One of my favorite family-style meal dishes is Cá Kho Tộ, Vietnamese braised catfish. The braised catfish is savory and sweet from the fish sauce and sugar marinade and simmered to a rich and sticky icky goodness. The fish tastes super flavorful, delicate, and tender and soaks up all the flavors from the marinade. So Yum!
Give me a big bowl of steamed rice and Canh Chua and I’m going in! When you make this, make sure you make extra because it is super addicting.
Ingredients:
1.5 Pounds Catfish, cut into 5/8 inch steaks
2 cups water
2 tablespoons vegetable oil
2 garlic cloves, finely minced
1 shallot, finely minced
3 tablespoons fish sauce
2 tablespoons brown sugar
1 tablespoon oyster sauce
1 teaspoon black pepper
1 teaspoon caramel color (optional)
2 green onion, finely chopped
2 Thai Chilies
Steps:
Marinate Fish – In a medium bowl, add garlic, shallot, fish sauce, brown sugar, oyster sauce, black pepper, oil, and caramel color and mix well. Add fish and marinade for at least 1 hour.

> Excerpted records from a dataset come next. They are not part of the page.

use std::future::Future;

use super::{make_proposal, TestResult};
use crate::record::ProposalStatus;
use crate::{ProposalStore, StorageError};

pub(super) async fn run_error_tests<S, F, Fut>(factory: &F) -> Vec<TestResult>
where
    S: ProposalStore,
    F: Fn() -> Fut,
    Fut: Future<Output = S>,
{
    vec![
        TestResult::from_result(
            "error",
            "get_missing_proposal_not_found",
            get_missing_proposal_not_found(factory).await,
        ),
        TestResult::from_result(
            "error",
            "not_found_names_the_key",
            not_found_names_the_key(factory).await,
        ),
        TestResult::from_result(
            "error",
            "update_missing_proposal_not_found",
            update_missing_proposal_not_found(factory).await,
        ),
        TestResult::from_result(
            "error",
            "repository_lookup_missing_not_found",
            repository_lookup_missing_not_found(factory).await,
        ),
    ]
}

async fn get_missing_proposal_not_found<S, F, Fut>(factory: &F) -> Result<(), String>
where
    S: ProposalStore,
    F: Fn() -> Fut,
    Fut: Future<Output = S>,
{
    let s = factory().await;
    match s.get_dataset_proposal(42, "N:proposal:missing").await {
        Err(StorageError::NotFound { .. }) => Ok(()),
        other => Err(format!("expected NotFound, got {other:?}")),
    }
}

async fn not_found_names_the_key<S, F, Fut>(factory: &F) -> Result<(), String>
where
    S: ProposalStore,
    F: Fn() -> Fut,
    Fut: Future<Output = S>,
{
    let s = factory().await;
    match s.get_dataset_proposal(42, "N:proposal:missing").await {
        Err(StorageError::NotFound { key, .. }) => {
            if !key.contains("42") || !key.contains("N:proposal:missing") {
                return Err(format!("key does not identify the record: {key}"));
            }
            Ok(())
        }
        other => Err(format!("expected NotFound, got {other:?}")),
    }
}

async fn update_missing_proposal_not_found<S, F, Fut>(factory: &F) -> Result<(), String>
where
    S: ProposalStore,
    F: Fn() -> Fut,
    Fut: Future<Output = S>,
{
    let s = factory().await;
    let record = make_proposal(42, "N:proposal:missing", 7, ProposalStatus::Draft);
    match s.update_dataset_proposal(&record).await {
        Err(StorageError::NotFound { .. }) => {}
        other => return Err(format!("expected NotFound, got {other:?}")),
    }
    // An update must never upsert.
    match s.get_dataset_proposal(42, "N:proposal:missing").await {
        Err(StorageError::NotFound { .. }) => Ok(()),
        other => Err(format!("update created a record: {other:?}")),
    }
}

async fn repository_lookup_missing_not_found<S, F, Fut>(factory: &F) -> Result<(), String>
where
    S: ProposalStore,
    F: Fn() -> Fut,
    Fut: Future<Output = S>,
{
    let s = factory().await;
    match s
        .get_dataset_proposal_for_repository(7, ProposalStatus::Submitted, "N:proposal:missing")
        .await
    {
        Err(StorageError::NotFound { .. }) => Ok(()),
        other => Err(format!("expected NotFound, got {other:?}")),
    }
}
use async_trait::async_trait;
use publishing_storage::{DatasetProposalRecord, RepositoryRecord};

use crate::error::RelationalError;
use crate::record::{CreatedDataset, Organization, Publisher, User};

/// Lookups and mutations against the organization/user/dataset schema.
///
/// Implementations must be `Send + Sync + 'static` so they can be shared
/// across request tasks as `Arc<dyn RelationalStore>`.
#[async_trait]
pub trait RelationalStore: Send + Sync + 'static {
    /// Returns `Err(RelationalError::UserNotFound)` if no such user exists.
    async fn get_proposal_user(&self, user_id: i64) -> Result<User, RelationalError>;

    /// The organization backing `repository`.
    async fn get_repository_workspace(
        &self,
        repository: &RepositoryRecord,
    ) -> Result<Organization, RelationalError>;

    /// Members of the repository's publishing team. May be empty.
    async fn get_publishing_team(
        &self,
        repository: &RepositoryRecord,
    ) -> Result<Vec<Publisher>, RelationalError>;

    /// The workspace new dataset owners are pointed to in their acceptance email.
    async fn get_welcome_workspace(&self) -> Result<Organization, RelationalError>;

    /// Provision the dataset for an accepted proposal.
    ///
    /// Runs every [`ProvisionStep`](crate::ProvisionStep) in order inside one
    /// transaction. If any step fails nothing is committed and the error
    /// is `RelationalError::StepFailed` naming that step.
    async fn create_dataset_for_accepted_proposal(
        &self,
        proposal: &DatasetProposalRecord,
    ) -> Result<CreatedDataset, RelationalError>;
}
//! MongoDB document store.
//!
//! One collection per record type. Proposals are indexed on
//! `(UserId, NodeId)` (unique), `(RepositoryId, ProposalStatus)` and
//! `(OrganizationNodeId, ProposalStatus)`.

use async_trait::async_trait;
use bson::{doc, Document};
use futures_util::TryStreamExt;
use mongodb::error::{Error as MongoError, ErrorKind, WriteFailure};
use mongodb::options::IndexOptions;
use mongodb::{Client, Collection, IndexModel};
use serde::de::DeserializeOwned;
use tracing::{debug, info};

use crate::error::StorageError;
use crate::record::{
    DatasetProposalRecord, InfoRecord, ProposalKey, ProposalStatus, QuestionRecord,
    RepositoryRecord,
};
use crate::traits::{InfoStore, ProposalStore, QuestionStore, RepositoryStore};

const DUPLICATE_KEY: i32 = 11000;

/// Connection settings and collection names.
#[derive(Debug, Clone)]
pub struct MongoConfig {
    pub uri: String,
    pub database: String,
    pub info_collection: String,
    pub repository_collection: String,
    pub question_collection: String,
    pub proposal_collection: String,
}

impl MongoConfig {
    /// Settings with the default collection names.
    pub fn new(uri: impl Into<String>, database: impl Into<String>) -> Self {
        Self {
            uri: uri.into(),
            database: database.into(),
            info_collection: "publishing_info".to_string(),
            repository_collection: "publishing_repositories".to_string(),
            question_collection: "publishing_questions".to_string(),
            proposal_collection: "dataset_proposals".to_string(),
        }
    }
}

#[derive(Clone)]
pub struct MongoStore {
    info: Collection<InfoRecord>,
    repositories: Collection<RepositoryRecord>,
    questions: Collection<QuestionRecord>,
    proposals: Collection<DatasetProposalRecord>,
}

fn backend(context: &str, e: MongoError) -> StorageError {
    StorageError::Backend(format!("{context}: {e}"))
}

fn is_duplicate_key(e: &MongoError) -> bool {
    matches!(
        e.kind.as_ref(),
        ErrorKind::Write(WriteFailure::WriteError(we)) if we.code == DUPLICATE_KEY
    )
}

fn proposal_filter(user_id: i64, node_id: &str) -> Document {
    doc! { "UserId": user_id, "NodeId": node_id }
}

async fn find_all<T>(collection: &Collection<T>, filter: Document) -> Result<Vec<T>, StorageError>
where
    T: DeserializeOwned + Unpin + Send + Sync,
{
    let name = collection.name().to_string();
    let cursor = collection
        .find(filter)
        .await
        .map_err(|e| backend(&format!("find in {name}"), e))?;
    cursor
        .try_collect()
        .await
        .map_err(|e| backend(&format!("read from {name}"), e))
}

/// Fetch exactly one record, distinguishing zero and several matches.
async fn find_single<T>(
    collection: &Collection<T>,
    filter: Document,
    kind: &str,
    key: String,
) -> Result<T, StorageError>
where
    T: DeserializeOwned + Unpin + Send + Sync,
{
    let mut found = find_all(collection, filter).await?;
    match found.len() {
        1 => Ok(found.remove(0)),
        0 => Err(StorageError::NotFound {
            collection: kind.to_string(),
            key,
        }),
        count => Err(StorageError::Ambiguous {
            collection: kind.to_string(),
            key,
            count,
        }),
    }
}

impl MongoStore {
    /// Connect, verify the server answers, and ensure the proposal indexes.
    pub async fn connect(config: &MongoConfig) -> Result<Self, StorageError> {
        info!(database = %config.database, "connecting to document store");
        let client = Client::with_uri_str(&config.uri)
            .await
            .map_err(|e| backend("connect", e))?;
        let db = client.database(&config.database);
        db.run_command(doc! { "ping": 1 })
            .await
            .map_err(|e| backend("ping", e))?;

        let store = Self {
            info: db.collection(&config.info_collection),
            repositories: db.collection(&config.repository_collection),
            questions: db.collection(&config.question_collection),
            proposals: db.collection(&config.proposal_collection),
        };
        store.ensure_indexes().await?;
        Ok(store)
    }

    async fn ensure_indexes(&self) -> Result<(), StorageError> {
        let indexes = vec![
            IndexModel::builder()
                .keys(doc! { "UserId": 1, "NodeId": 1 })
                .options(IndexOptions::builder().unique(true).build())
                .build(),
            IndexModel::builder()
                .keys(doc! { "RepositoryId": 1, "ProposalStatus": 1 })
                .build(),
            IndexModel::builder()
                .keys(doc! { "OrganizationNodeId": 1, "ProposalStatus": 1 })
                .build(),
        ];
        self.proposals
            .create_indexes(indexes)
            .await
            .map_err(|e| backend("create proposal indexes", e))?;

        self.repositories
            .create_index(
                IndexModel::builder()
                    .keys(doc! { "OrganizationNodeId": 1 })
                    .build(),
            )
            .await
            .map_err(|e| backend("create repository index", e))?;
        Ok(())
    }
}

#[async_trait]
impl InfoStore for MongoStore {
    async fn get_publishing_info(&self) -> Result<Vec<InfoRecord>, StorageError> {
        find_all(&self.info, doc! {}).await
    }
}

#[async_trait]
impl RepositoryStore for MongoStore {
    async fn get_repositories(&self) -> Result<Vec<RepositoryRecord>, StorageError> {
        find_all(&self.repositories, doc! {}).await
    }

    async fn get_repository(
        &self,
        organization_node_id: &str,
    ) -> Result<RepositoryRecord, StorageError> {
        find_single(
            &self.repositories,
            doc! { "OrganizationNodeId": organization_node_id },
            "repository",
            organization_node_id.to_string(),
        )
        .await
    }
}

#[async_trait]
impl QuestionStore for MongoStore {
    async fn get_questions(&self) -> Result<Vec<QuestionRecord>, StorageError> {
        find_all(&self.questions, doc! {}).await
    }
}

#[async_trait]
impl ProposalStore for MongoStore {
    async fn get_dataset_proposal(
        &self,
        user_id: i64,
        node_id: &str,
    ) -> Result<DatasetProposalRecord, StorageError> {
        self.proposals
            .find_one(proposal_filter(user_id, node_id))
            .await
            .map_err(|e| backend("get dataset proposal", e))?
            .ok_or_else(|| StorageError::proposal_not_found(user_id, node_id))
    }

    async fn get_dataset_proposals_for_user(
        &self,
        user_id: i64,
    ) -> Result<Vec<DatasetProposalRecord>, StorageError> {
        find_all(&self.proposals, doc! { "UserId": user_id }).await
    }

    async fn get_dataset_proposals_for_workspace(
        &self,
        organization_node_id: &str,
        status: ProposalStatus,
    ) -> Result<Vec<DatasetProposalRecord>, StorageError> {
        find_all(
            &self.proposals,
            doc! {
                "OrganizationNodeId": organization_node_id,
                "ProposalStatus": status.as_str(),
            },
        )
        .await
    }

    async fn get_dataset_proposal_for_repository(
        &self,
        repository_id: i64,
        status: ProposalStatus,
        node_id: &str,
    ) -> Result<DatasetProposalRecord, StorageError> {
        find_single(
            &self.proposals,
            doc! {
                "RepositoryId": repository_id,
                "ProposalStatus": status.as_str(),
                "NodeId": node_id,
            },
            "dataset proposal",
            format!("{repository_id}/{status}/{node_id}"),
        )
        .await
    }

    async fn create_dataset_proposal(
        &self,
        record: &DatasetProposalRecord,
    ) -> Result<(), StorageError> {
        match self.proposals.insert_one(record).await {
            Ok(_) => Ok(()),
            Err(e) if is_duplicate_key(&e) => Err(StorageError::AlreadyExists {
                user_id: record.user_id,
                node_id: record.node_id.clone(),
            }),
            Err(e) => Err(backend("create dataset proposal", e)),
        }
    }

    async fn update_dataset_proposal(
        &self,
        record: &DatasetProposalRecord,
    ) -> Result<(), StorageError> {
        let result = self
            .proposals
            .replace_one(proposal_filter(record.user_id, &record.node_id), record)
            .await
            .map_err(|e| backend("update dataset proposal", e))?;
        if result.matched_count == 0 {
            return Err(StorageError::proposal_not_found(
                record.user_id,
                &record.node_id,
            ));
        }
        Ok(())
    }

    async fn update_dataset_proposal_if(
        &self,
        record: &DatasetProposalRecord,
        expected: ProposalStatus,
    ) -> Result<(), StorageError> {
        let mut filter = proposal_filter(record.user_id, &record.node_id);
        filter.insert("ProposalStatus", expected.as_str());

        let result = self
            .proposals
            .replace_one(filter, record)
            .await
            .map_err(|e| backend("conditional update of dataset proposal", e))?;
        if result.matched_count == 1 {
            return Ok(());
        }

        // Nothing matched: either the record is gone or its status moved.
        let current = self.get_dataset_proposal(record.user_id, &record.node_id).await?;
        debug!(
            user_id = record.user_id,
            node_id = %record.node_id,
            stored = %current.proposal_status,
            expected = %expected,
            "conditional write rejected"
        );
        Err(StorageError::Conflict {
            user_id: record.user_id,
            node_id: record.node_id.clone(),
            expected,
        })
    }

    async fn delete_dataset_proposal(&self, key: &ProposalKey) -> Result<(), StorageError> {
        self.proposals
            .delete_one(proposal_filter(key.user_id, &key.node_id))
            .await
            .map_err(|e| backend("delete dataset proposal", e))?;
        Ok(())
    }
}
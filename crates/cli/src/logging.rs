use clap::ValueEnum;
use tracing_subscriber::layer::SubscriberExt;
use tracing_subscriber::util::SubscriberInitExt;
use tracing_subscriber::{fmt, EnvFilter};

#[derive(Debug, Clone, Copy, PartialEq, Eq, ValueEnum)]
pub enum LogFormat {
    Text,
    Json,
}

/// Install the global subscriber. `RUST_LOG` wins over `level` when set.
///
/// Logs go to stderr so command output on stdout stays clean.
pub fn init(level: &str, format: LogFormat) {
    let filter = EnvFilter::try_from_default_env().unwrap_or_else(|_| EnvFilter::new(level));
    let registry = tracing_subscriber::registry().with(filter);
    match format {
        LogFormat::Text => registry
            .with(fmt::layer().with_writer(std::io::stderr))
            .init(),
        LogFormat::Json => registry
            .with(fmt::layer().json().with_writer(std::io::stderr))
            .init(),
    }
}
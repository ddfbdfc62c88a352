//! Time-limited URLs for files in object storage.

use std::time::Duration;

use base64::engine::general_purpose::URL_SAFE_NO_PAD;
use base64::Engine;
use sha2::{Digest, Sha256};

/// Produces a URL granting read access to `bucket/key` until it expires.
pub trait UrlSigner: Send + Sync + 'static {
    fn presign(&self, bucket: &str, key: &str, expires_in: Duration, now: i64) -> String;
}

/// Signs URLs as
/// `<base>/<bucket>/<key>?expires=<unix>&signature=<b64url(sha256(secret\nbucket\nkey\nexpires))>`.
#[derive(Clone)]
pub struct SignedUrlSigner {
    base_url: String,
    secret: String,
}

impl SignedUrlSigner {
    pub fn new(base_url: impl Into<String>, secret: impl Into<String>) -> Self {
        Self {
            base_url: base_url.into().trim_end_matches('/').to_string(),
            secret: secret.into(),
        }
    }

    /// Signature over the canonical `(bucket, key, expires)` triple.
    pub fn signature(&self, bucket: &str, key: &str, expires: i64) -> String {
        let mut hasher = Sha256::new();
        hasher.update(self.secret.as_bytes());
        hasher.update(b"\n");
        hasher.update(bucket.as_bytes());
        hasher.update(b"\n");
        hasher.update(key.as_bytes());
        hasher.update(b"\n");
        hasher.update(expires.to_string().as_bytes());
        URL_SAFE_NO_PAD.encode(hasher.finalize())
    }

    /// True if `signature` is valid for the triple and `expires` is not past `now`.
    pub fn verify(&self, bucket: &str, key: &str, expires: i64, signature: &str, now: i64) -> bool {
        expires >= now && self.signature(bucket, key, expires) == signature
    }
}

impl UrlSigner for SignedUrlSigner {
    fn presign(&self, bucket: &str, key: &str, expires_in: Duration, now: i64) -> String {
        if bucket.is_empty() || key.is_empty() {
            return String::new();
        }
        let lifetime = i64::try_from(expires_in.as_secs()).unwrap_or(i64::MAX);
        let expires = now.saturating_add(lifetime);
        let path = key
            .split('/')
            .map(|segment| urlencoding::encode(segment).into_owned())
            .collect::<Vec<_>>()
            .join("/");
        format!(
            "{}/{}/{}?expires={}&signature={}",
            self.base_url,
            urlencoding::encode(bucket),
            path,
            expires,
            self.signature(bucket, key, expires)
        )
    }
}
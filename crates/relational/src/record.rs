use serde::{Deserialize, Serialize};

#[derive(Debug, Clone, Default, PartialEq, Eq, Serialize, Deserialize)]
#[cfg_attr(feature = "postgres", derive(sqlx::FromRow))]
pub struct User {
    pub id: i64,
    pub node_id: String,
    pub first_name: String,
    pub last_name: String,
    pub email: String,
}

impl User {
    pub fn display_name(&self) -> String {
        format!("{} {}", self.first_name, self.last_name)
            .trim()
            .to_string()
    }
}

/// An organization (workspace) in the relational schema.
#[derive(Debug, Clone, Default, PartialEq, Eq, Serialize, Deserialize)]
#[cfg_attr(feature = "postgres", derive(sqlx::FromRow))]
pub struct Organization {
    pub id: i64,
    pub node_id: String,
    pub name: String,
    pub slug: String,
}

#[derive(Debug, Clone, Default, PartialEq, Eq, Serialize, Deserialize)]
#[cfg_attr(feature = "postgres", derive(sqlx::FromRow))]
pub struct Dataset {
    pub id: i64,
    pub node_id: String,
    pub name: String,
}

/// A member of a workspace's publishing team.
#[derive(Debug, Clone, Default, PartialEq, Eq, Serialize, Deserialize)]
#[cfg_attr(feature = "postgres", derive(sqlx::FromRow))]
pub struct Publisher {
    pub workspace_id: i64,
    pub workspace_node_id: String,
    pub workspace_name: String,
    pub team_id: i64,
    pub team_name: String,
    pub user_id: i64,
    pub user_name: String,
    pub email_address: String,
}

/// Everything created or resolved while provisioning a dataset for an
/// accepted proposal.
#[derive(Debug, Clone, PartialEq, Eq)]
pub struct CreatedDataset {
    pub user: User,
    pub organization: Organization,
    pub dataset: Dataset,
}
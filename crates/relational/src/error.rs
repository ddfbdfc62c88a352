use std::fmt;

/// One step of the dataset provisioning performed when a proposal is accepted.
#[derive(Debug, Clone, Copy, PartialEq, Eq, Hash)]
pub enum ProvisionStep {
    ResolveUser,
    ResolveOrganization,
    AddGuestMembership,
    ResolveDatasetStatus,
    ResolveDataUseAgreement,
    CreateDataset,
    AddContributor,
    AttachContributor,
    AddOwner,
}

impl ProvisionStep {
    /// Every step, in execution order.
    pub const ORDER: [ProvisionStep; 9] = [
        ProvisionStep::ResolveUser,
        ProvisionStep::ResolveOrganization,
        ProvisionStep::AddGuestMembership,
        ProvisionStep::ResolveDatasetStatus,
        ProvisionStep::ResolveDataUseAgreement,
        ProvisionStep::CreateDataset,
        ProvisionStep::AddContributor,
        ProvisionStep::AttachContributor,
        ProvisionStep::AddOwner,
    ];

    pub fn as_str(&self) -> &'static str {
        match self {
            ProvisionStep::ResolveUser => "resolve user",
            ProvisionStep::ResolveOrganization => "resolve organization",
            ProvisionStep::AddGuestMembership => "add guest membership",
            ProvisionStep::ResolveDatasetStatus => "resolve default dataset status",
            ProvisionStep::ResolveDataUseAgreement => "resolve default data use agreement",
            ProvisionStep::CreateDataset => "create dataset",
            ProvisionStep::AddContributor => "add contributor",
            ProvisionStep::AttachContributor => "attach contributor to dataset",
            ProvisionStep::AddOwner => "add dataset owner",
        }
    }
}

impl fmt::Display for ProvisionStep {
    fn fmt(&self, f: &mut fmt::Formatter<'_>) -> fmt::Result {
        f.write_str(self.as_str())
    }
}

/// Errors returned by a relational store implementation.
#[derive(Debug, thiserror::Error)]
pub enum RelationalError {
    #[error("user {user_id} not found")]
    UserNotFound { user_id: i64 },

    /// No organization matches the given id, node id, or slug.
    #[error("organization not found: {key}")]
    OrganizationNotFound { key: String },

    /// Provisioning aborted at `step`; nothing it wrote was kept.
    #[error("dataset provisioning failed at step '{step}': {message}")]
    StepFailed { step: ProvisionStep, message: String },

    #[error("relational backend error: {0}")]
    Backend(String),
}

impl RelationalError {
    pub(crate) fn step(step: ProvisionStep, message: impl Into<String>) -> Self {
        RelationalError::StepFailed {
            step,
            message: message.into(),
        }
    }

    /// The provisioning step that failed, if this error came from one.
    pub fn failed_step(&self) -> Option<ProvisionStep> {
        match self {
            RelationalError::StepFailed { step, .. } => Some(*step),
            _ => None,
        }
    }
}
use std::sync::Arc;

use async_trait::async_trait;
use tracing::{info, warn};

use crate::attributes::MessageAttributes;
use crate::error::NotifyError;
use crate::sender::{EmailMessage, EmailSender};
use crate::template::{render, ProposalEvent, TemplateSource};

/// Sends the email for each proposal lifecycle event.
#[async_trait]
pub trait Notifier: Send + Sync + 'static {
    async fn proposal_submitted(
        &self,
        attributes: &MessageAttributes,
        recipients: &[String],
    ) -> Result<(), NotifyError>;

    async fn proposal_withdrawn(
        &self,
        attributes: &MessageAttributes,
        recipients: &[String],
    ) -> Result<(), NotifyError>;

    async fn proposal_accepted(
        &self,
        attributes: &MessageAttributes,
        recipients: &[String],
    ) -> Result<(), NotifyError>;

    async fn proposal_rejected(
        &self,
        attributes: &MessageAttributes,
        recipients: &[String],
    ) -> Result<(), NotifyError>;
}

/// Drop blank addresses and collapse duplicates, keeping first-seen order.
pub fn normalize_recipients<I, S>(addresses: I) -> Vec<String>
where
    I: IntoIterator<Item = S>,
    S: AsRef<str>,
{
    let mut out: Vec<String> = Vec::new();
    for address in addresses {
        let address = address.as_ref().trim();
        if address.is_empty() || out.iter().any(|a| a.eq_ignore_ascii_case(address)) {
            continue;
        }
        out.push(address.to_string());
    }
    out
}

/// Loads the event's template, renders it, and hands it to a transport.
pub struct EmailNotifier {
    from: String,
    templates: Arc<dyn TemplateSource>,
    transport: Arc<dyn EmailSender>,
}

impl EmailNotifier {
    pub fn new(
        from: impl Into<String>,
        templates: Arc<dyn TemplateSource>,
        transport: Arc<dyn EmailSender>,
    ) -> Self {
        Self {
            from: from.into(),
            templates,
            transport,
        }
    }

    async fn notify(
        &self,
        event: ProposalEvent,
        attributes: &MessageAttributes,
        recipients: &[String],
    ) -> Result<(), NotifyError> {
        info!(%event, attributes = %attributes, recipients = ?recipients, "sending notification");
        if recipients.is_empty() {
            warn!(%event, "notification has no recipients");
            return Err(NotifyError::NoRecipients {
                event: event.to_string(),
            });
        }

        let template = self.templates.load(event).await?;
        let message = EmailMessage {
            from: self.from.clone(),
            to: recipients.to_vec(),
            subject: event.subject().to_string(),
            body: render(&template, attributes),
            format: "html".to_string(),
        };
        self.transport.send(&message).await
    }
}

#[async_trait]
impl Notifier for EmailNotifier {
    async fn proposal_submitted(
        &self,
        attributes: &MessageAttributes,
        recipients: &[String],
    ) -> Result<(), NotifyError> {
        self.notify(ProposalEvent::Submitted, attributes, recipients)
            .await
    }

    async fn proposal_withdrawn(
        &self,
        attributes: &MessageAttributes,
        recipients: &[String],
    ) -> Result<(), NotifyError> {
        self.notify(ProposalEvent::Withdrawn, attributes, recipients)
            .await
    }

    async fn proposal_accepted(
        &self,
        attributes: &MessageAttributes,
        recipients: &[String],
    ) -> Result<(), NotifyError> {
        self.notify(ProposalEvent::Accepted, attributes, recipients)
            .await
    }

    async fn proposal_rejected(
        &self,
        attributes: &MessageAttributes,
        recipients: &[String],
    ) -> Result<(), NotifyError> {
        self.notify(ProposalEvent::Rejected, attributes, recipients)
            .await
    }
}

#[cfg(test)]
mod tests {
    use super::*;

    #[test]
    fn normalize_drops_blanks_and_duplicates() {
        let out = normalize_recipients([
            "a@example.org",
            "",
            "  ",
            "b@example.org",
            "A@example.org",
            " b@example.org ",
        ]);
        assert_eq!(out, vec!["a@example.org", "b@example.org"]);
    }
}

Braise Fish – Place a 10-inch cast iron skillet or claypot on a stovetop over medium-high heat. Sear fish for 2-3 minutes on each side to develop some color. Add remaining marinade, Thai chilies, and water. Bring to a boil and reduce heat to medium-low. Simmer fish for 20-25 minutes, flipping every few minutes until the liquid evaporates and the sauce is thick and syrupy. With about 5 minutes left in the braising process, add green onions.
Tips:
- Adjust seasonings to your taste preference.
- I’ve used salmon for this and it works well, but prefer using catfish
- If liquid reduces too much, add a bit of water to loosen up the sauce.
- While fish is braising, continue to baste with the simmering liquid.